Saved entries
###
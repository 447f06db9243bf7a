//! Template compile errors.

use thiserror::Error;

/// Structural problems detected while compiling a template.
///
/// These are fatal at rule registration: a template that fails to compile is
/// never evaluated. Offsets are byte offsets into the template source.
#[derive(Error, Debug, Clone, PartialEq, Eq)]
pub enum CompileError {
    /// An opening brace was never closed, or a closing brace has no opener.
    #[error("Unbalanced braces at offset {offset}")]
    UnbalancedBraces { offset: usize },

    /// The expression head names a function that is not registered.
    #[error("Unknown function `{name}` at offset {offset}")]
    UnknownFunction { name: String, offset: usize },

    /// A quoted string runs to the end of the template.
    #[error("Unterminated quote at offset {offset}")]
    UnterminatedQuote { offset: usize },

    /// `{}` with nothing but whitespace inside.
    #[error("Empty expression at offset {offset}")]
    EmptyExpression { offset: usize },

    /// A bare integer that does not fit an argument index.
    #[error("Invalid argument index `{text}` at offset {offset}")]
    InvalidArgumentIndex { text: String, offset: usize },

    /// Expressions nested deeper than the configured limit.
    #[error("Expressions nested deeper than {limit} levels")]
    NestingTooDeep { limit: usize },

    /// Template source longer than the configured limit.
    #[error("Template is {len} bytes, limit is {limit}")]
    TemplateTooLong { len: usize, limit: usize },
}

impl CompileError {
    /// Byte offset the error points at, if it has one.
    pub fn offset(&self) -> Option<usize> {
        match self {
            Self::UnbalancedBraces { offset }
            | Self::UnknownFunction { offset, .. }
            | Self::UnterminatedQuote { offset }
            | Self::EmptyExpression { offset }
            | Self::InvalidArgumentIndex { offset, .. } => Some(*offset),
            Self::NestingTooDeep { .. } | Self::TemplateTooLong { .. } => None,
        }
    }
}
###
Search the data for "deeper" and list every line in which it occurs.

    /// Expressions nested deeper than the configured limit.
    #[error("Expressions nested deeper than {limit} levels")]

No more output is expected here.